Writer and wine columnist John Schreiner is Canada's most prolific author of books on wine.
Friday, July 31, 2009
Church & State recruits second Burrowing Owl winemaker
Photo: Winemaker Jeff Del Nin
Some of the rising stars among British Columbia wineries have been changing places this summer.
One fascinating appointment by Church & States Wines has that winery plucking talent for the second time from Burrowing Owl Estate Winery.
In 2005 Church & State proprietor Kim Pullen brought Californian Bill Dyer back to the Okanagan as his consulting winemaker. Bill had been Burrowing Owl’s winemaker from that winery’s launch in 1997 until 2004.
Now Jeff Del Nin, the winemaker at Burrowing Owl since the 2006 vintage, becomes Church & State’s new winemaker in September. With Dyer continuing as the consultant, Pullen has assembled one of the strongest winemaking teams in British Columbia.
This season’s winemaker musical chairs was started in May when Kenji Hodgson left JoieFarm to take a winemaking sabbatical in France.
JoieFarm recruited Robert Thielicke whom had been part of Mt. Boucherie’s winemaking team with former banker Dave Fredericks. In 2008 Robert, who had been an assistant winemaker at Mt. Boucherie for five years, took over the senior winemaker slot when Graham Pierce took the winemaker/general manager post at Black Hills.
Dave Fredericks’s new partner at Mt. Boucherie is Jim Faulkner, who moved there in July from Church & State’s winery in the Saanich Peninsula.
Now, Jeff Del Nin is taking over Faulkner’s job, but not in the Saanich winery. Church & State is moving most of its wine production to a leased building south of Oliver, near to Church & State’s vineyards.
Fortunately for Burrowing Owl, Jeff has recently hired an assistant winemaker for that cellar, Scott Stefishen. A Canadian with training and experience in Australia’s Margaret River, he worked earlier this year as an assistant winemaker at Road 13 Vineyards.
Burrowing Owl is a hallowed wine brand in British Columbia but Church & State is coming on strongly. Earlier this week, Church & State accepted a Lieutenant Governor’s award for excellence for its 2006 Coyote Bowl Vineyard Syrah. This is the latest in a growing list of awards, including a double gold at the All-Canadian Wine Competition for Quintessential, the winery’s flagship red blend.
“I basically saw an opportunity with Church & State,” Jeff explains. “Kim has an absolute commitment to making the best wines in the valley, and having the best vineyards, therefore, in the valley. When you have a guy who is absolutely committed to being the best, that’s who you want to be with.”
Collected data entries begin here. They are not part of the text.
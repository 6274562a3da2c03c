//! HTTP server subsystem.
//!
//! # Data Flow
//! ```text
//! Incoming Request
//!     → server.rs (axum router, middleware)
//!     → dispatch.rs (classify → identify → resolve → probe → render)
//!     → synthesized document, structured 501, or
//!     → passthrough.rs (forward unmodified to the origin application)
//! ```
//!
//! # Design Decisions
//! - One catch-all route; the dispatcher owns all path/classification logic
//! - Every failure after classification degrades to pass-through, enforced
//!   at a single supervising boundary in the dispatcher
//! - The origin client is shared, connection-pooled, and built once

pub mod dispatch;
pub mod passthrough;
pub mod server;

pub use server::{AppState, HttpServer};
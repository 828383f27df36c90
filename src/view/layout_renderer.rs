use std::borrow::Cow;
use std::io;

use ramhorns::Template;

use crate::view::RenderedPage;
use crate::view::templates::compile_template;

pub const DEFAULT_TITLE: &str = "Blog";

#[derive(ramhorns::Content)]
struct LayoutPage<'a> {
    title: &'a str,
    body: &'a str,
}

/// Wraps a rendered page into a full HTML document for the preview server.
pub struct LayoutRenderer<'a> {
    pub template: Template<'a>,
}

impl<'a> LayoutRenderer<'a> {
    pub fn new<S: Into<Cow<'a, str>>>(layout_tpl_src: S) -> io::Result<LayoutRenderer<'a>> {
        let template = compile_template(layout_tpl_src.into(), "layout")?;

        Ok(LayoutRenderer {
            template,
        })
    }

    pub fn render(&self, page: &RenderedPage) -> String {
        self.template.render(&LayoutPage {
            title: page.title.as_deref().unwrap_or(DEFAULT_TITLE),
            body: page.body.as_str(),
        })
    }
}

#[cfg(test)]
mod tests {
    use super::*;

    #[test]
    fn render_layout() {
        let renderer = LayoutRenderer::new("<title>{{title}}</title><main>{{{body}}}</main>").unwrap();

        let page = RenderedPage::titled("Tom & Jerry", "<p>hi</p>");
        assert_eq!(renderer.render(&page), "<title>Tom &amp; Jerry</title><main><p>hi</p></main>");

        let page = RenderedPage::untitled("<p>list</p>");
        assert_eq!(renderer.render(&page), "<title>Blog</title><main><p>list</p></main>");
    }
}
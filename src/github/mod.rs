pub mod client;
pub mod codec;
pub mod contents;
Church & State currently produces about 12,000 cases a year, roughly a third of Burrowing Owl’s production. However, the winery owns or controls about 120 acres of vineyards, not all in full production yet.
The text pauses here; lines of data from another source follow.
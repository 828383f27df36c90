use crate::post::Post;

pub mod card_renderer;
pub mod layout_renderer;
pub mod list_renderer;
pub mod post_renderer;
pub mod templates;

#[derive(Debug, Clone, Copy, Default, PartialEq, Eq)]
pub enum PageStatus {
    #[default]
    Found,
    NotFound,
}

/// Output of a renderer. `title` is `None` when the page title should stay as it is.
#[derive(Debug, Clone, PartialEq)]
pub struct RenderedPage {
    pub title: Option<String>,
    pub body: String,
    pub status: PageStatus,
}

impl RenderedPage {
    pub fn untitled(body: impl Into<String>) -> Self {
        RenderedPage { title: None, body: body.into(), status: PageStatus::Found }
    }

    pub fn titled(title: impl Into<String>, body: impl Into<String>) -> Self {
        RenderedPage { title: Some(title.into()), body: body.into(), status: PageStatus::Found }
    }

    pub fn not_found(title: impl Into<String>, body: impl Into<String>) -> Self {
        RenderedPage { title: Some(title.into()), body: body.into(), status: PageStatus::NotFound }
    }

    pub fn is_not_found(&self) -> bool {
        self.status == PageStatus::NotFound
    }
}

#[derive(ramhorns::Content)]
pub(crate) struct ViewTag<'a> {
    tag: &'a str,
}

#[derive(ramhorns::Content)]
pub(crate) struct ViewImage<'a> {
    src: &'a str,
    alt: &'a str,
}

pub(crate) fn view_tags(post: &Post) -> Vec<ViewTag<'_>> {
    post.tags.iter().map(|t| ViewTag { tag: t.as_str() }).collect()
}

pub(crate) fn view_image(post: &Post) -> Option<ViewImage<'_>> {
    post.hero_image().map(|src| ViewImage { src, alt: post.title.as_str() })
}

/// Relative link of the single post page, e.g. `post.html?slug=hello-world`.
pub fn post_link(slug: &str) -> String {
    let query = serde_urlencoded::to_string([("slug", slug)]).unwrap_or_default();
    format!("post.html?{}", query)
}
use std::borrow::Cow;
use std::io;

use ramhorns::Template;

use crate::post_collection::PostCollection;
use crate::view::templates::compile_template;

pub const LOADING_HTML: &str = r#"<div class="loading">Loading...</div>"#;

#[derive(ramhorns::Content)]
struct CardList<'a> {
    cards: Vec<Card<'a>>,
    error: Option<LoadError<'a>>,
}

#[derive(ramhorns::Content)]
struct LoadError<'a> {
    message: &'a str,
}

#[derive(ramhorns::Content)]
struct Card<'a> {
    id: &'a str,
    date: &'a str,
    title: &'a str,
    summary: &'a str,
}

/// Editable card list of the admin console.
pub struct CardRenderer<'a> {
    pub template: Template<'a>,
}

impl<'a> CardRenderer<'a> {
    pub fn new<S: Into<Cow<'a, str>>>(cards_tpl_src: S) -> io::Result<CardRenderer<'a>> {
        let template = compile_template(cards_tpl_src.into(), "cards")?;

        Ok(CardRenderer {
            template,
        })
    }

    /// Newest first; dates are shown as stored.
    pub fn render(&self, posts: &PostCollection) -> String {
        let cards = posts.sorted_by_date()
            .into_iter()
            .map(|post| Card {
                id: post.id.as_str(),
                date: post.date.as_str(),
                title: post.title.as_str(),
                summary: post.summary_text(),
            })
            .collect();

        self.template.render(&CardList { cards, error: None })
    }

    /// Replaces the cards with an inline load error.
    pub fn render_error(&self, message: &str) -> String {
        self.template.render(&CardList {
            cards: vec![],
            error: Some(LoadError { message }),
        })
    }
}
“He’s a keen guy,” Kim says of his new winemaker. One of the details that appealed to Kim, a tax lawyer with a strong scientific bent, is Jeff’s background in chemistry.
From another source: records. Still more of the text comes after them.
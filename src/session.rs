use std::fmt;
use std::fmt::{Debug, Formatter};
use std::fs;
use std::io;
use std::io::ErrorKind;
use std::path::{Path, PathBuf};
#[cfg(test)]
use std::sync::Mutex;

use serde::{Deserialize, Serialize};
use serde_json::{Map, Value};

/// Key of the admin console configuration inside the storage file.
pub const STORAGE_KEY: &str = "cms_config";

/// Target repository and credentials of the admin console.
#[derive(Clone, PartialEq, Serialize, Deserialize)]
#[serde(default)]
pub struct SessionConfig {
    pub owner: String,
    pub repo: String,
    pub branch: String,
    pub token: String,
}

impl Default for SessionConfig {
    fn default() -> Self {
        SessionConfig {
            owner: String::new(),
            repo: String::new(),
            branch: "main".to_string(),
            token: String::new(),
        }
    }
}

impl Debug for SessionConfig {
    fn fmt(&self, f: &mut Formatter<'_>) -> fmt::Result {
        f.debug_struct("SessionConfig")
            .field("owner", &self.owner)
            .field("repo", &self.repo)
            .field("branch", &self.branch)
            .field("token", &if self.token.is_empty() { "" } else { "***" })
            .finish()
    }
}

impl SessionConfig {
    /// The console only talks to GitHub once it has a token and a repository name.
    pub fn is_complete(&self) -> bool {
        !self.token.is_empty() && !self.repo.is_empty()
    }

    pub fn trimmed(self) -> Self {
        SessionConfig {
            owner: self.owner.trim().to_string(),
            repo: self.repo.trim().to_string(),
            branch: self.branch.trim().to_string(),
            token: self.token.trim().to_string(),
        }
    }
}

pub trait SessionStore: Send + Sync {
    fn load(&self) -> io::Result<Option<SessionConfig>>;
    fn save(&self, config: &SessionConfig) -> io::Result<()>;
}

/// Key/value JSON file holding the session under [`STORAGE_KEY`].
pub struct FileSessionStore {
    path: PathBuf,
}

impl FileSessionStore {
    pub fn new(path: PathBuf) -> Self {
        FileSessionStore { path }
    }

    /// `<config dir>/SimpleCMS/storage.json`
    pub fn default_path() -> io::Result<PathBuf> {
        match dirs::config_dir() {
            Some(dir) => Ok(dir.join("SimpleCMS").join("storage.json")),
            None => Err(io::Error::new(ErrorKind::NotFound, "Could not find user config dir")),
        }
    }

    pub fn path(&self) -> &Path {
        &self.path
    }

    fn read_storage(&self) -> io::Result<Map<String, Value>> {
        let content = match fs::read_to_string(&self.path) {
            Ok(content) => content,
            Err(e) if e.kind() == ErrorKind::NotFound => return Ok(Map::new()),
            Err(e) => return Err(e),
        };

        serde_json::from_str(&content).map_err(|e| io::Error::new(
            ErrorKind::InvalidData, format!("Error parsing storage file {}: {}", self.path.display(), e)))
    }
}

impl SessionStore for FileSessionStore {
    fn load(&self) -> io::Result<Option<SessionConfig>> {
        let mut storage = self.read_storage()?;
        match storage.remove(STORAGE_KEY) {
            None => Ok(None),
            Some(value) => serde_json::from_value(value)
                .map(Some)
                .map_err(|e| io::Error::new(ErrorKind::InvalidData, format!("Invalid {}: {}", STORAGE_KEY, e))),
        }
    }

    fn save(&self, config: &SessionConfig) -> io::Result<()> {
        let mut storage = self.read_storage()?;
        let value = serde_json::to_value(config)?;
        storage.insert(STORAGE_KEY.to_string(), value);

        if let Some(parent) = self.path.parent() {
            fs::create_dir_all(parent)?;
        }
        let content = serde_json::to_string_pretty(&storage)?;
        fs::write(&self.path, content)
    }
}

#[cfg(test)]
#[derive(Default)]
pub struct MemorySessionStore {
    config: Mutex<Option<SessionConfig>>,
}

#[cfg(test)]
impl MemorySessionStore {
    pub fn with_config(config: SessionConfig) -> Self {
        MemorySessionStore { config: Mutex::new(Some(config)) }
    }
}

#[cfg(test)]
impl SessionStore for MemorySessionStore {
    fn load(&self) -> io::Result<Option<SessionConfig>> {
        let config = self.config.lock().map_err(|e| io::Error::new(ErrorKind::Other, e.to_string()))?;
        Ok(config.clone())
    }

    fn save(&self, config: &SessionConfig) -> io::Result<()> {
        let mut stored = self.config.lock().map_err(|e| io::Error::new(ErrorKind::Other, e.to_string()))?;
        *stored = Some(config.clone());
        Ok(())
    }
}
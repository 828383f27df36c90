use std::cmp::Ordering;
use std::fmt;
use std::fmt::{Display, Formatter};

use chrono::NaiveDate;
use lazy_static::lazy_static;
use regex::Regex;
use serde::{Deserialize, Serialize};
use uuid::Uuid;

use crate::text_utils::parse_date;

#[derive(Debug, Clone, Default, Eq, Hash, PartialEq, Serialize, Deserialize)]
#[serde(transparent)]
pub struct PostId(pub String);

impl PostId {
    pub fn generate() -> Self {
        PostId(Uuid::new_v4().to_string())
    }

    pub fn as_str(&self) -> &str {
        self.0.as_str()
    }

    pub fn is_empty(&self) -> bool {
        self.0.trim().is_empty()
    }
}

impl Display for PostId {
    fn fmt(&self, f: &mut Formatter<'_>) -> fmt::Result {
        write!(f, "{}", self.0)
    }
}

/// One entry of the post collection, as stored in `posts.json`.
///
/// ```json
/// {
///   "id": "a63bd715-a3fe-4788-b0e1-2a3153778544",
///   "title": "What I learned",
///   "slug": "what-i-learned",
///   "date": "2022-04-02",
///   "image": "https://example.com/hero.png",
///   "summary": "How to be a great software engineer?",
///   "content": "<p>...</p>",
///   "tags": ["career", "rust"]
/// }
/// ```
#[derive(Debug, Clone, Default, PartialEq, Serialize, Deserialize)]
#[serde(default)]
pub struct Post {
    pub id: PostId,
    pub title: String,
    pub slug: String,
    pub date: String,
    #[serde(skip_serializing_if = "Option::is_none")]
    pub image: Option<String>,
    #[serde(skip_serializing_if = "Option::is_none")]
    pub summary: Option<String>,
    pub content: String,
    pub tags: Vec<String>,
}

impl Display for Post {
    fn fmt(&self, f: &mut Formatter<'_>) -> fmt::Result {
        write!(f, "id={}, date={}, slug={}\ntitle={}\ntags={}",
               self.id,
               self.date,
               self.slug,
               self.title,
               join_tags(&self.tags),
        )
    }
}

impl Post {
    /// Hero image, if any. Editors store an empty string when no image was given.
    pub fn hero_image(&self) -> Option<&str> {
        self.image.as_deref().filter(|img| !img.trim().is_empty())
    }

    pub fn summary_text(&self) -> &str {
        self.summary.as_deref().unwrap_or("")
    }

    pub fn parsed_date(&self) -> Option<NaiveDate> {
        parse_date(&self.date).ok()
    }
}

/// Newest first. Posts whose date can't be parsed go to the end, keeping their relative order.
pub fn compare_by_date_desc(a: &Post, b: &Post) -> Ordering {
    match (a.parsed_date(), b.parsed_date()) {
        (Some(da), Some(db)) => db.cmp(&da),
        (Some(_), None) => Ordering::Less,
        (None, Some(_)) => Ordering::Greater,
        (None, None) => Ordering::Equal,
    }
}

/// Splits the comma separated tag input of the editor.
pub fn parse_tags(tags_str: &str) -> Vec<String> {
    tags_str.split(',')
        .map(|t| t.trim())
        .filter(|t| !t.is_empty())
        .map(|t| t.to_string())
        .collect()
}

pub fn join_tags(tags: &[String]) -> String {
    tags.join(", ")
}

/// Derives a slug from a post title.
///
/// Lowercases, drops every character that isn't an ASCII word character or a space
/// and turns each run of spaces into a single hyphen.
pub fn slugify(title: &str) -> String {
    lazy_static! {
        static ref NON_WORD_REGEX: Regex = Regex::new(r"[^A-Za-z0-9_ ]+").unwrap();
        static ref SPACES_REGEX: Regex = Regex::new(r" +").unwrap();
    }

    let lower = title.to_lowercase();
    let word_only = NON_WORD_REGEX.replace_all(&lower, "");
    SPACES_REGEX.replace_all(&word_only, "-").to_string()
}

#[cfg(test)]
mod tests {
    use super::*;

    #[test]
    fn test_slugify() {
        assert_eq!(slugify("Hello, World!  Foo"), "hello-world-foo");
        assert_eq!(slugify("Rust 2024: what's new?"), "rust-2024-whats-new");
        assert_eq!(slugify("snake_case stays"), "snake_case-stays");
        assert_eq!(slugify("Café au lait"), "caf-au-lait");
        assert_eq!(slugify(""), "");
    }

    #[test]
    fn test_slugify_keeps_edge_spaces_as_hyphens() {
        assert_eq!(slugify(" leading and trailing "), "-leading-and-trailing-");
    }

    #[test]
    fn test_parse_tags() {
        let tags = parse_tags(" rust, web ,, ,cms ");
        assert_eq!(tags, ["rust", "web", "cms"]);
        assert!(parse_tags("").is_empty());
        assert!(parse_tags(" , ,").is_empty());
    }

    #[test]
    fn test_join_tags() {
        let tags = vec!["rust".to_string(), "web".to_string()];
        assert_eq!(join_tags(&tags), "rust, web");
        assert_eq!(parse_tags(&join_tags(&tags)), tags);
    }

    #[test]
    fn test_generated_ids_are_distinct() {
        let first = PostId::generate();
        let second = PostId::generate();
        assert!(!first.is_empty());
        assert_ne!(first, second);
    }

    #[test]
    fn test_deserialize_missing_fields() {
        let post: Post = serde_json::from_str(r#"{"id": "1", "title": "T", "slug": "t", "date": "2024-03-03"}"#).unwrap();
        assert_eq!(post.id, PostId("1".to_string()));
        assert!(post.tags.is_empty());
        assert_eq!(post.image, None);
        assert_eq!(post.summary_text(), "");
        assert_eq!(post.content, "");
    }

    #[test]
    fn test_hero_image_ignores_empty() {
        let mut post = Post { image: Some("  ".to_string()), ..Default::default() };
        assert_eq!(post.hero_image(), None);
        post.image = Some("https://img/x.png".to_string());
        assert_eq!(post.hero_image(), Some("https://img/x.png"));
    }

    #[test]
    fn test_compare_by_date_desc() {
        let older = Post { date: "2023-01-10".to_string(), ..Default::default() };
        let newer = Post { date: "2024-03-03".to_string(), ..Default::default() };
        let broken = Post { date: "not a date".to_string(), ..Default::default() };
        assert_eq!(compare_by_date_desc(&newer, &older), Ordering::Less);
        assert_eq!(compare_by_date_desc(&older, &newer), Ordering::Greater);
        assert_eq!(compare_by_date_desc(&broken, &older), Ordering::Greater);
        assert_eq!(compare_by_date_desc(&broken, &broken), Ordering::Equal);
    }
}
Born in Thunder Bay in 1971, Jeff has a bachelor’s degree in chemistry from Lakehead University and a master’s in chemistry from Queens, where he specialized in plastics and polymer research.
After graduation, he went to Australia on a vacation, married an Australian and found work there. “I worked as an engineer and research scientist for a number of plastics companies, developing plastic products,” he says. “At the same time, I was developing my love of Australia wines. Pretty much every weekend, I was off to a different wine region.”
At one job, he spent two years developing synthetic closures for wine bottles. Here, he observed winemakers from close at hand and the penny dropped: “I started to think maybe I could do this for a living.” After dipping his toe in a course for amateur winemakers, he enrolled in the wine school at the University of Adelaide and did hands-on winemaking at Barossa Valley Wine Estate.
On graduation, Jeff decided to get experience in wine regions elsewhere. He got a job in 2006 with a Long Island winery in New York state but realized after a month that it was ill-suited for making the Australian style-wines that he had come to like.
As it happened, he had done his first-ever Okanagan winery tour on the way to Long Island and had been particularly impressed with Burrowing Owl. So he telephoned the Okanagan winery. By lucky coincidence, Burrowing Owl was looking for someone with his experience to help with the huge 2006 vintage.
Jeff should be able to apply some of his Australian artistry to Church & State in the current vintage.
He says that “2009 is for me on track to be one of the best years ever for big reds. I have been looking at my accumulated heat units, and we are on track for one of the warmest years ever … warmer that 2003 and warmer than 2006, if this momentum keeps up.”